- What to work on
For each line in the data below that has the word "String", copy that line.

- Recorded data

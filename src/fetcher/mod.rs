pub mod http_fetcher;
pub mod parallel;

use async_trait::async_trait;

use crate::app::Result;

#[derive(Debug)]
pub enum FetchResult {
    /// New content fetched successfully
    Content {
        body: Vec<u8>,
        validators: Validators,
    },
    /// Content not modified (HTTP 304)
    NotModified,
}

/// Conditional-GET validators returned by the last successful fetch.
#[derive(Debug, Clone, Default, PartialEq, Eq)]
pub struct Validators {
    pub etag: Option<String>,
    pub last_modified: Option<String>,
}

#[async_trait]
pub trait Fetcher {
    async fn fetch(&self, url: &str, validators: &Validators) -> Result<FetchResult>;
}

- Answer to the exercise
    pub etag: Option<String>,
    pub last_modified: Option<String>,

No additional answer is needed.